Targeting particular groups of the unemployed is more effectively done through the workforce training system. This research comes from on-the-job training subsidies in federal workforce programs and welfare programs, and various local experiments, such as the MEED program in Minnesota. Local offices can recruit employer interest in such programs, match employers with disadvantaged workers who are suitable, and provide supports to increase job retention. Local offices can also monitor such programs to make sure that the subsidies do affect hiring decisions, and are being used to create permanent jobs for the unemployed.
Limiting the credit to 6.2% for the rest of 2010 also limits the credit’s effectiveness at creating new jobs. For many employers, such a limited credit will be too small to change employer hiring behavior. For example, if an employer is not in a position to even consider expansion until the last quarter of 2010, it is difficult to believe that a 6.2% hiring credit for the final three months of the year will have much effect on their decision about how many hires to make.
The $1,000 bonus for one-year retention of qualified hires provides only a modest incentive for hiring and retaining workers. However, the lack of upfront incentives reduces the Schumer-Hatch bill’s effectiveness. More upfront incentives may be more effective with small businesses, as small business job creation may be inhibited by cash-flow concerns.

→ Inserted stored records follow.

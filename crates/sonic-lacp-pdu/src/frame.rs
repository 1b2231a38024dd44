//! Slow Protocols Ethernet framing.

use crate::error::{PduError, PduResult};
use crate::{subtype, DrcpPdu, LacpPdu, MarkerPdu};
use bytes::{Buf, BufMut, BytesMut};
use sonic_lacp_types::MacAddress;

/// The Slow Protocols EtherType.
pub const ETHER_TYPE_SLOW: u16 = 0x8809;

const ETH_HEADER_LEN: usize = 14;

/// The PDU payload of a Slow Protocols frame, dispatched on the subtype
/// octet.
#[derive(Debug, Clone, PartialEq, Eq)]
pub enum SlowPdu {
    Lacp(LacpPdu),
    Marker(MarkerPdu),
    Drcp(DrcpPdu),
}

/// A full Slow Protocols frame: Ethernet header plus PDU body.
#[derive(Debug, Clone, PartialEq, Eq)]
pub struct SlowProtocolFrame {
    pub dst: MacAddress,
    pub src: MacAddress,
    pub pdu: SlowPdu,
}

impl SlowProtocolFrame {
    /// A LACP or Marker frame to the Slow Protocols group address.
    pub fn slow_protocols(src: MacAddress, pdu: SlowPdu) -> Self {
        SlowProtocolFrame {
            dst: MacAddress::SLOW_PROTOCOLS,
            src,
            pdu,
        }
    }

    pub fn encode(&self) -> BytesMut {
        let mut buf = BytesMut::with_capacity(128);
        buf.put_slice(&self.dst.octets());
        buf.put_slice(&self.src.octets());
        buf.put_u16(ETHER_TYPE_SLOW);
        match &self.pdu {
            SlowPdu::Lacp(pdu) => pdu.encode(&mut buf),
            SlowPdu::Marker(pdu) => pdu.encode(&mut buf),
            SlowPdu::Drcp(pdu) => pdu.encode(&mut buf),
        }
        buf
    }

    pub fn decode(mut frame: &[u8]) -> PduResult<SlowProtocolFrame> {
        if frame.len() < ETH_HEADER_LEN + 1 {
            return Err(PduError::BadLength {
                expected: ETH_HEADER_LEN + 1,
                actual: frame.len(),
            });
        }

        let mut dst = [0u8; 6];
        frame.copy_to_slice(&mut dst);
        let mut src = [0u8; 6];
        frame.copy_to_slice(&mut src);
        let ether_type = frame.get_u16();
        if ether_type != ETHER_TYPE_SLOW {
            return Err(PduError::BadEtherType(ether_type));
        }

        let pdu = match frame[0] {
            subtype::LACP => SlowPdu::Lacp(LacpPdu::decode(frame)?),
            subtype::MARKER => SlowPdu::Marker(MarkerPdu::decode(frame)?),
            subtype::DRCP => SlowPdu::Drcp(DrcpPdu::decode(frame)?),
            other => return Err(PduError::BadSubtype(other)),
        };

        Ok(SlowProtocolFrame {
            dst: MacAddress::new(dst),
            src: MacAddress::new(src),
            pdu,
        })
    }
}

#[cfg(test)]
mod tests {
    use super::*;
    use pretty_assertions::assert_eq;

    #[test]
    fn test_lacp_frame_round_trip() {
        let frame = SlowProtocolFrame::slow_protocols(
            "00:01:02:03:04:05".parse().unwrap(),
            SlowPdu::Lacp(LacpPdu::default()),
        );
        let bytes = frame.encode();
        assert_eq!(frame.dst, MacAddress::SLOW_PROTOCOLS);
        assert_eq!(SlowProtocolFrame::decode(&bytes).unwrap(), frame);
    }

    #[test]
    fn test_drcp_frame_round_trip() {
        let frame = SlowProtocolFrame {
            dst: MacAddress::NEAREST_NON_TPMR_BRIDGE,
            src: "00:01:02:03:04:06".parse().unwrap(),
            pdu: SlowPdu::Drcp(DrcpPdu::default()),
        };
        let bytes = frame.encode();
        assert_eq!(SlowProtocolFrame::decode(&bytes).unwrap(), frame);
    }

    #[test]
    fn test_wrong_ethertype() {
        let frame = SlowProtocolFrame::slow_protocols(
            "00:01:02:03:04:05".parse().unwrap(),
            SlowPdu::Lacp(LacpPdu::default()),
        );
        let mut bytes = frame.encode();
        bytes[12] = 0x08;
        bytes[13] = 0x00;
        assert_eq!(
            SlowProtocolFrame::decode(&bytes).unwrap_err(),
            PduError::BadEtherType(0x0800)
        );
    }

    #[test]
    fn test_unknown_subtype() {
        let frame = SlowProtocolFrame::slow_protocols(
            "00:01:02:03:04:05".parse().unwrap(),
            SlowPdu::Lacp(LacpPdu::default()),
        );
        let mut bytes = frame.encode();
        bytes[14] = 0x0a;
        assert_eq!(
            SlowProtocolFrame::decode(&bytes).unwrap_err(),
            PduError::BadSubtype(0x0a)
        );
    }
}
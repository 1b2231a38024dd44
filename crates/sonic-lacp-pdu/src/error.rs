//! Codec error types.

use thiserror::Error;

/// Result type alias for codec operations.
pub type PduResult<T> = Result<T, PduError>;

/// Reasons a byte buffer failed to parse as a PDU.
///
/// A parse failure drops the frame; it never affects protocol state.
#[derive(Debug, Clone, PartialEq, Eq, Error)]
pub enum PduError {
    /// The buffer is shorter than the fixed layout requires.
    #[error("bad length: need {expected} octets, have {actual}")]
    BadLength { expected: usize, actual: usize },

    /// The subtype octet named a protocol we do not speak.
    #[error("bad subtype: {0:#04x}")]
    BadSubtype(u8),

    /// The version octet is not one we understand.
    #[error("bad version: {0}")]
    BadVersion(u8),

    /// A TLV header promised more octets than the buffer holds.
    #[error("truncated TLV: type {tlv_type:#04x} wants {wanted} more octets")]
    TruncatedTlv { tlv_type: u8, wanted: usize },

    /// A known TLV carried a length other than its fixed size.
    #[error("bad TLV length: type {tlv_type:#04x} length {length}")]
    BadTlvLength { tlv_type: u8, length: usize },

    /// A TLV the decoder requires was absent.
    #[error("missing mandatory TLV: type {0:#04x}")]
    MissingTlv(u8),

    /// The EtherType is not Slow Protocols.
    #[error("bad EtherType: {0:#06x}")]
    BadEtherType(u16),
}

John Bishop and I estimate that the Schumer-Hatch proposal will create no more than 200,000 jobs, even assuming that its administrative complexity doesn’t discourage employers from claiming the credit.
Are there alternative employer tax credits to the Schumer-Hatch approach that would be more effective in creating jobs? Yes, there are a number of good alternatives, including the proposal made by President Obama, proposals made by Senators Robert Casey and Russ Feingold, and Congressman Bob Etheridge, and finally the proposal that we developed for EPI. These better proposals have the following features:
* They provide incentives that are tied to whether the employer expands employment and payroll, not simply on whether the employer is hiring. Net employment and payroll expansion is what we want to reward, not simply hiring and keeping the number of employees the same.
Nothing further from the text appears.